Clothes came off. A slap across his chest turned into her gasping in his ear. Her nails raked down his back. His hand gripped the back of her neck. They crashed into each other like a fight.

Like a fire.

The sex was everything it had always been—angry, beautiful, rough and nasty. Unforgiving. Explosive. A collision of grief and lust and betrayal and history.

And when it was over, she didn’t speak.

Neither did he.

But she didn’t make him leave either.

And maybe that, too, was its own kind of war. They held one another kissing. They weren’t kissing to heal. They were kissing to forget—for five minutes, ten, however long their bodies could to override the damage.
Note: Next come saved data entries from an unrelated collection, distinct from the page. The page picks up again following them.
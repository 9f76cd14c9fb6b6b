//! `MediaEncoder` over the ffmpeg and ffprobe command-line tools.

use super::{CompositionSpec, Framing, MediaEncoder};
use crate::error::{ReelcutError, Result};
use async_trait::async_trait;
use std::path::{Path, PathBuf};
use std::process::{Output, Stdio};
use std::time::Duration;
use tokio::process::Command;
use tokio::sync::watch;
use tracing::{debug, instrument, warn};

const SILENCE_FILTER: &str = "silenceremove=start_periods=1:start_silence=0.1:start_threshold=-50dB,silenceremove=stop_periods=-1:stop_duration=0.1:stop_threshold=-50dB";

/// Runs every operation as an ffmpeg subprocess with a deadline.
#[derive(Clone)]
pub struct FfmpegEncoder {
    timeout: Duration,
    cancel: Option<watch::Receiver<bool>>,
}

impl Default for FfmpegEncoder {
    fn default() -> Self {
        Self::new()
    }
}

impl FfmpegEncoder {
    pub fn new() -> Self {
        Self {
            timeout: Duration::from_secs(600),
            cancel: None,
        }
    }

    pub fn with_timeout(mut self, timeout: Duration) -> Self {
        self.timeout = timeout;
        self
    }

    /// Kill running processes once the signal flips to `true`.
    pub fn with_cancel(mut self, cancel: watch::Receiver<bool>) -> Self {
        self.cancel = Some(cancel);
        self
    }

    async fn run(&self, tool: &str, args: &[String]) -> Result<Output> {
        debug!("Running: {} {}", tool, args.join(" "));

        let child = Command::new(tool)
            .args(args)
            .stdin(Stdio::null())
            .stdout(Stdio::piped())
            .stderr(Stdio::piped())
            .kill_on_drop(true)
            .spawn()
            .map_err(|e| {
                if e.kind() == std::io::ErrorKind::NotFound {
                    ReelcutError::ToolNotFound(tool.to_string())
                } else {
                    ReelcutError::Encoder(format!("{} failed to start: {}", tool, e))
                }
            })?;

        // Dropping the future drops the child, and kill_on_drop reaps it
        let wait = tokio::time::timeout(self.timeout, child.wait_with_output());
        let mut cancel = self.cancel.clone();

        let output = tokio::select! {
            result = wait => match result {
                Ok(output) => output?,
                Err(_) => {
                    warn!("{} timed out after {}s, killing process", tool, self.timeout.as_secs());
                    return Err(ReelcutError::Timeout(self.timeout.as_secs()));
                }
            },
            _ = wait_cancelled(&mut cancel) => {
                debug!("{} cancelled, killing process", tool);
                return Err(ReelcutError::Cancelled);
            }
        };

        Ok(output)
    }

    async fn ffmpeg(&self, args: Vec<String>) -> Result<()> {
        let mut full = vec![
            "-y".to_string(),
            "-hide_banner".to_string(),
            "-loglevel".to_string(),
            "error".to_string(),
        ];
        full.extend(args);

        let output = self.run("ffmpeg", &full).await?;
        if !output.status.success() {
            let stderr = String::from_utf8_lossy(&output.stderr);
            return Err(ReelcutError::Encoder(format!(
                "ffmpeg exited with {}: {}",
                output.status,
                stderr.trim()
            )));
        }
        Ok(())
    }
}

async fn wait_cancelled(cancel: &mut Option<watch::Receiver<bool>>) {
    match cancel {
        Some(rx) => loop {
            if *rx.borrow() {
                return;
            }
            if rx.changed().await.is_err() {
                std::future::pending::<()>().await;
            }
        },
        None => std::future::pending::<()>().await,
    }
}

fn path_arg(path: &Path) -> String {
    path.to_string_lossy().to_string()
}

/// Parse `ffprobe -print_format json -show_format` output.
pub(crate) fn parse_probe_duration(json: &str) -> Result<f64> {
    let parsed: serde_json::Value = serde_json::from_str(json)
        .map_err(|_| ReelcutError::Encoder("Invalid ffprobe output".into()))?;

    parsed["format"]["duration"]
        .as_str()
        .and_then(|s| s.parse::<f64>().ok())
        .filter(|d| d.is_finite() && *d > 0.0)
        .ok_or_else(|| ReelcutError::Encoder("Could not determine media duration".into()))
}

/// Whether `ffprobe -show_streams -select_streams a` listed any stream.
pub(crate) fn parse_has_audio(json: &str) -> Result<bool> {
    let parsed: serde_json::Value = serde_json::from_str(json)
        .map_err(|_| ReelcutError::Encoder("Invalid ffprobe output".into()))?;

    Ok(parsed["streams"]
        .as_array()
        .is_some_and(|streams| !streams.is_empty()))
}

/// Body of a concat-demuxer list file.
pub(crate) fn concat_list(inputs: &[PathBuf]) -> String {
    inputs
        .iter()
        .map(|p| format!("file '{}'\n", path_arg(p).replace('\'', "'\\''")))
        .collect()
}

#[async_trait]
impl MediaEncoder for FfmpegEncoder {
    async fn probe_duration(&self, path: &Path) -> Result<f64> {
        let args = vec![
            "-v".to_string(),
            "quiet".to_string(),
            "-print_format".to_string(),
            "json".to_string(),
            "-show_format".to_string(),
            path_arg(path),
        ];
        let output = self.run("ffprobe", &args).await?;
        if !output.status.success() {
            return Err(ReelcutError::Encoder(format!(
                "ffprobe could not read {}",
                path.display()
            )));
        }
        parse_probe_duration(&String::from_utf8_lossy(&output.stdout))
    }

    async fn has_audio(&self, path: &Path) -> Result<bool> {
        let args = vec![
            "-v".to_string(),
            "quiet".to_string(),
            "-print_format".to_string(),
            "json".to_string(),
            "-select_streams".to_string(),
            "a".to_string(),
            "-show_streams".to_string(),
            path_arg(path),
        ];
        let output = self.run("ffprobe", &args).await?;
        if !output.status.success() {
            return Err(ReelcutError::Encoder(format!(
                "ffprobe could not read {}",
                path.display()
            )));
        }
        parse_has_audio(&String::from_utf8_lossy(&output.stdout))
    }

    async fn trim_silence(&self, input: &Path, output: &Path) -> Result<()> {
        self.ffmpeg(vec![
            "-i".into(),
            path_arg(input),
            "-af".into(),
            SILENCE_FILTER.into(),
            path_arg(output),
        ])
        .await
    }

    #[instrument(skip(self, inputs), fields(count = inputs.len()))]
    async fn concat_copy(&self, inputs: &[PathBuf], output: &Path) -> Result<()> {
        if inputs.is_empty() {
            return Err(ReelcutError::InvalidInput("nothing to concatenate".into()));
        }

        let list_path = output.with_extension("concat.txt");
        tokio::fs::write(&list_path, concat_list(inputs)).await?;

        let result = self
            .ffmpeg(vec![
                "-f".into(),
                "concat".into(),
                "-safe".into(),
                "0".into(),
                "-i".into(),
                path_arg(&list_path),
                "-c".into(),
                "copy".into(),
                path_arg(output),
            ])
            .await;

        let _ = tokio::fs::remove_file(&list_path).await;
        result
    }

    async fn extract_clip(
        &self,
        source: &Path,
        start: f64,
        length: f64,
        framing: Framing,
        output: &Path,
    ) -> Result<()> {
        // Re-encode every cut with identical parameters so concat -c copy is safe
        self.ffmpeg(vec![
            "-ss".into(),
            format!("{:.3}", start),
            "-i".into(),
            path_arg(source),
            "-t".into(),
            format!("{:.3}", length),
            "-vf".into(),
            framing.video_filter(),
            "-r".into(),
            "30".into(),
            "-c:v".into(),
            "libx264".into(),
            "-preset".into(),
            "fast".into(),
            "-crf".into(),
            "21".into(),
            "-c:a".into(),
            "aac".into(),
            "-ar".into(),
            "44100".into(),
            "-ac".into(),
            "2".into(),
            path_arg(output),
        ])
        .await
    }

    async fn burn_subtitles(
        &self,
        input: &Path,
        subtitles: &Path,
        style: Option<&str>,
        output: &Path,
    ) -> Result<()> {
        self.ffmpeg(vec![
            "-i".into(),
            path_arg(input),
            "-vf".into(),
            super::subtitles_filter(subtitles, style),
            "-c:v".into(),
            "libx264".into(),
            "-preset".into(),
            "fast".into(),
            "-c:a".into(),
            "copy".into(),
            path_arg(output),
        ])
        .await
    }

    async fn fit_to_duration(&self, input: &Path, target: f64, output: &Path) -> Result<()> {
        // -stream_loop -1 is harmless when the input is already long enough
        self.ffmpeg(vec![
            "-stream_loop".into(),
            "-1".into(),
            "-i".into(),
            path_arg(input),
            "-t".into(),
            format!("{:.3}", target),
            "-c:v".into(),
            "libx264".into(),
            "-preset".into(),
            "fast".into(),
            "-c:a".into(),
            "aac".into(),
            path_arg(output),
        ])
        .await
    }

    #[instrument(skip(self, spec), fields(duration = spec.duration))]
    async fn composite(&self, spec: &CompositionSpec, output: &Path) -> Result<()> {
        let mut args = Vec::new();
        for input in spec.inputs() {
            args.push("-i".to_string());
            args.push(path_arg(input));
        }
        args.extend([
            "-filter_complex".to_string(),
            spec.filter_graph(),
            "-map".into(),
            "[vout]".into(),
            "-map".into(),
            "[aout]".into(),
            "-t".into(),
            format!("{:.3}", spec.duration),
            "-c:v".into(),
            "libx264".into(),
            "-preset".into(),
            "medium".into(),
            "-crf".into(),
            "21".into(),
            "-c:a".into(),
            "aac".into(),
            "-b:a".into(),
            "192k".into(),
            path_arg(output),
        ]);
        self.ffmpeg(args).await
    }
}
//! Caption timestamps.

/// Format seconds as an SRT timestamp (`00:00:00,000`). Negative input clamps to zero.
pub fn format_srt_timestamp(seconds: f64) -> String {
    let total_ms = (seconds.max(0.0) * 1000.0).round() as u64;
    format!(
        "{:02}:{:02}:{:02},{:03}",
        total_ms / 3_600_000,
        (total_ms % 3_600_000) / 60_000,
        (total_ms % 60_000) / 1000,
        total_ms % 1000
    )
}

/// Parse `HH:MM:SS,mmm`, `HH:MM:SS.mmm` or `MM:SS.mmm` into seconds.
pub fn parse_timestamp(s: &str) -> Option<f64> {
    let t = s.trim();
    let (hms, frac) = match t.rsplit_once([',', '.']) {
        Some((a, b)) => (a, Some(b)),
        None => (t, None),
    };

    let parts: Vec<&str> = hms.split(':').collect();
    let (h, m, sec): (u64, u64, u64) = match parts.as_slice() {
        [h, m, s] => (h.parse().ok()?, m.parse().ok()?, s.parse().ok()?),
        [m, s] => (0, m.parse().ok()?, s.parse().ok()?),
        _ => return None,
    };

    let mut millis = 0u64;
    if let Some(frac) = frac {
        let mut digits: String = frac.chars().take(3).collect();
        if digits.is_empty() || !digits.chars().all(|c| c.is_ascii_digit()) {
            return None;
        }
        while digits.len() < 3 {
            digits.push('0');
        }
        millis = digits.parse().ok()?;
    }

    Some(((h * 60 + m) * 60 + sec) as f64 + millis as f64 / 1000.0)
}

#[cfg(test)]
mod tests {
    use super::*;

    #[test]
    fn test_srt_timestamp() {
        assert_eq!(format_srt_timestamp(0.0), "00:00:00,000");
        assert_eq!(format_srt_timestamp(61.5), "00:01:01,500");
        assert_eq!(format_srt_timestamp(3661.123), "01:01:01,123");
        assert_eq!(format_srt_timestamp(-3.0), "00:00:00,000");
    }

    #[test]
    fn test_parse_timestamp() {
        let approx = |s: &str, want: f64| (parse_timestamp(s).unwrap() - want).abs() < 1e-9;
        assert!(approx("00:01:01,500", 61.5));
        assert!(approx("01:01:01.123", 3661.123));
        assert!(approx("02:03.4", 123.4));
        assert!(approx("00:00:05", 5.0));
        assert_eq!(parse_timestamp("garbage"), None);
    }
}
//! Media encoding and analysis collaborators.
//!
//! The core never inspects codecs. It hands the encoder declarative requests
//! (a framing, a composition spec) and gets files back. `FfmpegEncoder` and
//! `FfmpegSceneDetector` are the real implementations; tests use fakes.

mod download;
mod ffmpeg;
mod scene;

pub use download::{download_captions, download_video, fetch_video_info};
pub use ffmpeg::FfmpegEncoder;
pub use scene::{parse_scene_timestamps, FfmpegSceneDetector, SceneDetector};
#[cfg(test)]
pub(crate) use scene::testing as scene_testing;

use crate::config::{FramingMode, SubtitlePreset};
use crate::error::Result;
use async_trait::async_trait;
use std::path::{Path, PathBuf};

/// Output canvas width for vertical video.
pub const SHORTS_WIDTH: u32 = 1080;
/// Output canvas height for vertical video.
pub const SHORTS_HEIGHT: u32 = 1920;
/// Zoom applied before centring on the canvas in `ZoomPad` framing.
pub const ZOOM_FACTOR: f64 = 1.35;

/// How a landscape source is reframed to 9:16.
#[derive(Debug, Clone, Copy, PartialEq, Eq, Default)]
pub enum Framing {
    /// Scale to full height and crop the centre.
    #[default]
    Crop,
    /// Zoom the full frame and centre it on a black canvas.
    ZoomPad,
}

impl Framing {
    pub fn video_filter(&self) -> String {
        match self {
            Framing::Crop => format!(
                "scale=-2:{h},crop={w}:{h},setsar=1",
                w = SHORTS_WIDTH,
                h = SHORTS_HEIGHT
            ),
            Framing::ZoomPad => {
                let zoomed = (SHORTS_WIDTH as f64 * ZOOM_FACTOR).round() as u32;
                format!(
                    "scale={z}:-2,crop={w}:min(ih\\,{h}),pad={w}:{h}:(ow-iw)/2:(oh-ih)/2:black,setsar=1",
                    z = zoomed + zoomed % 2,
                    w = SHORTS_WIDTH,
                    h = SHORTS_HEIGHT
                )
            }
        }
    }
}

impl From<FramingMode> for Framing {
    fn from(mode: FramingMode) -> Self {
        match mode {
            FramingMode::Crop => Framing::Crop,
            FramingMode::ZoomPad => Framing::ZoomPad,
        }
    }
}

/// ASS `force_style` overrides for a subtitle preset.
pub fn force_style(preset: SubtitlePreset) -> String {
    // Colours are &HAABBGGRR. Alignment 2 is bottom centre, 5 is middle centre.
    let (font, size, primary, outline, bold, alignment, margin_v) = match preset {
        SubtitlePreset::Tiktok => ("Impact", 24, "&H00FFFFFF", 3, true, 5, 100),
        SubtitlePreset::Minimal => ("Arial", 18, "&H00FFFFFF", 2, false, 2, 50),
        SubtitlePreset::Bold => ("Impact", 32, "&H00FFFFFF", 4, true, 5, 80),
        SubtitlePreset::Neon => ("Arial Black", 22, "&H00FF00FF", 2, true, 5, 100),
    };
    format!(
        "Fontname={},Fontsize={},PrimaryColour={},OutlineColour=&H00000000,BorderStyle=1,Outline={},Shadow=2,Bold={},Alignment={},MarginV={}",
        font,
        size,
        primary,
        outline,
        if bold { -1 } else { 0 },
        alignment,
        margin_v
    )
}

/// `subtitles` filter for a file, with optional style overrides.
pub fn subtitles_filter(path: &Path, style: Option<&str>) -> String {
    let mut filter = format!("subtitles={}", escape_filter_path(&path.to_string_lossy()));
    if let Some(style) = style {
        filter.push_str(&format!(":force_style='{}'", style.replace('\'', "")));
    }
    filter
}

/// Burned-in text overlay.
#[derive(Debug, Clone, PartialEq)]
pub struct Watermark {
    pub text: String,
    pub font: Option<String>,
}

/// Declarative description of the final mix.
///
/// Input order is fixed: `0` is the visual track (with its original audio),
/// `1` is the narration, `2` is the optional music bed.
#[derive(Debug, Clone)]
pub struct CompositionSpec {
    pub video: PathBuf,
    pub narration: PathBuf,
    pub subtitles: Option<PathBuf>,
    /// `force_style` overrides applied to `subtitles`.
    pub subtitle_style: Option<String>,
    pub music: Option<PathBuf>,
    pub watermark: Option<Watermark>,
    pub narration_gain: f64,
    /// Gain of the visual track's own audio. `None` drops it.
    pub original_gain: Option<f64>,
    pub music_gain: f64,
    /// Output length in seconds.
    pub duration: f64,
}

impl CompositionSpec {
    pub fn new(video: PathBuf, narration: PathBuf, duration: f64) -> Self {
        Self {
            video,
            narration,
            subtitles: None,
            subtitle_style: None,
            music: None,
            watermark: None,
            narration_gain: 1.0,
            original_gain: Some(0.15),
            music_gain: 0.12,
            duration,
        }
    }

    /// Input files in the order the filter graph refers to them.
    pub fn inputs(&self) -> Vec<&Path> {
        let mut inputs = vec![self.video.as_path(), self.narration.as_path()];
        if let Some(music) = &self.music {
            inputs.push(music.as_path());
        }
        inputs
    }

    /// The `-filter_complex` graph. Outputs are labelled `[vout]` and `[aout]`.
    pub fn filter_graph(&self) -> String {
        let mut parts = Vec::new();

        let mut video_chain = Vec::new();
        if let Some(wm) = &self.watermark {
            let mut drawtext = format!(
                "drawtext=text='{}':fontsize=28:fontcolor=white@0.25:shadowcolor=black@0.15:shadowx=2:shadowy=2:x=50:y=100",
                escape_drawtext(&wm.text)
            );
            if let Some(font) = &wm.font {
                drawtext.push_str(&format!(":fontfile={}", escape_filter_path(font)));
            }
            video_chain.push(drawtext);
        }
        if let Some(subs) = &self.subtitles {
            video_chain.push(subtitles_filter(subs, self.subtitle_style.as_deref()));
        }
        if video_chain.is_empty() {
            video_chain.push("null".to_string());
        }
        parts.push(format!("[0:v]{}[vout]", video_chain.join(",")));

        // Narration first so amix duration=first follows it
        let mut mix_inputs = vec!["[narr]".to_string()];
        parts.push(format!("[1:a]volume={}[narr]", self.narration_gain));

        if let Some(gain) = self.original_gain {
            parts.push(format!("[0:a]volume={}[orig]", gain));
            mix_inputs.push("[orig]".to_string());
        }
        if self.music.is_some() {
            parts.push(format!(
                "[2:a]volume={},aloop=loop=-1:size=2e+09[music]",
                self.music_gain
            ));
            mix_inputs.push("[music]".to_string());
        }

        parts.push(format!(
            "{}amix=inputs={}:duration=first:dropout_transition=2:normalize=0[aout]",
            mix_inputs.join(""),
            mix_inputs.len()
        ));

        parts.join(";")
    }
}

/// Escape a path for use as a filter option value.
pub fn escape_filter_path(path: &str) -> String {
    let mut out = String::with_capacity(path.len());
    for ch in path.replace('\\', "/").chars() {
        match ch {
            ':' | '\'' | ',' | ';' | '[' | ']' => {
                out.push('\\');
                out.push(ch);
            }
            _ => out.push(ch),
        }
    }
    out
}

fn escape_drawtext(text: &str) -> String {
    text.replace('\\', "\\\\")
        .replace('\'', "\u{2019}")
        .replace(':', "\\:")
        .replace('%', "\\%")
}

/// Opaque media encoder: files in, files out.
#[async_trait]
pub trait MediaEncoder: Send + Sync {
    /// Measured duration of a media file in seconds.
    async fn probe_duration(&self, path: &Path) -> Result<f64>;

    /// Whether the file carries at least one audio stream.
    async fn has_audio(&self, path: &Path) -> Result<bool>;

    /// Strip leading and trailing silence.
    async fn trim_silence(&self, input: &Path, output: &Path) -> Result<()>;

    /// Join files with the concat demuxer without re-encoding.
    async fn concat_copy(&self, inputs: &[PathBuf], output: &Path) -> Result<()>;

    /// Cut `[start, start + length)` from `source`, reframed to vertical.
    async fn extract_clip(
        &self,
        source: &Path,
        start: f64,
        length: f64,
        framing: Framing,
        output: &Path,
    ) -> Result<()>;

    /// Burn a subtitle file into a video, with optional `force_style` overrides.
    async fn burn_subtitles(
        &self,
        input: &Path,
        subtitles: &Path,
        style: Option<&str>,
        output: &Path,
    ) -> Result<()>;

    /// Loop or trim `input` to exactly `target` seconds.
    async fn fit_to_duration(&self, input: &Path, target: f64, output: &Path) -> Result<()>;

    /// Render the final composition.
    async fn composite(&self, spec: &CompositionSpec, output: &Path) -> Result<()>;
}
The room was dim now, lit only by the soft glow of the lamp on her nightstand. They lay tangled under the covers, skin sticky with sweat, hearts still beating in tandem from the storm they’d just weathered. Sabine’s head rested on his chest, one leg draped over his, her fingertips lazily drawing shapes on the scar near his ribs—the one he got falling off a dirtbike as a child.

Adair kissed her hair. Again and again.

They were quiet for a while. Letting breath return. Letting silence settle the way it only could after chaos. Then—her voice, quiet.

“Why…her?”

“You won’t have to talk to her,” he turned slightly, enough to face her. “She’s only co-counsel on two subfiles, and I’m the one interfacing directly with Pillar Grove and Lewin. If I could pull her completely, I would.”

“I don’t want to see her.”

“I know baby,” his lips brushed her skin. “I know…but,” he sighed. “We just took on a massive class action case with over 200 clients. The entire mid-level litigation teams tied up. Corrine was the only senior associate available who had the background in joint venture structuring. It’s temporary.”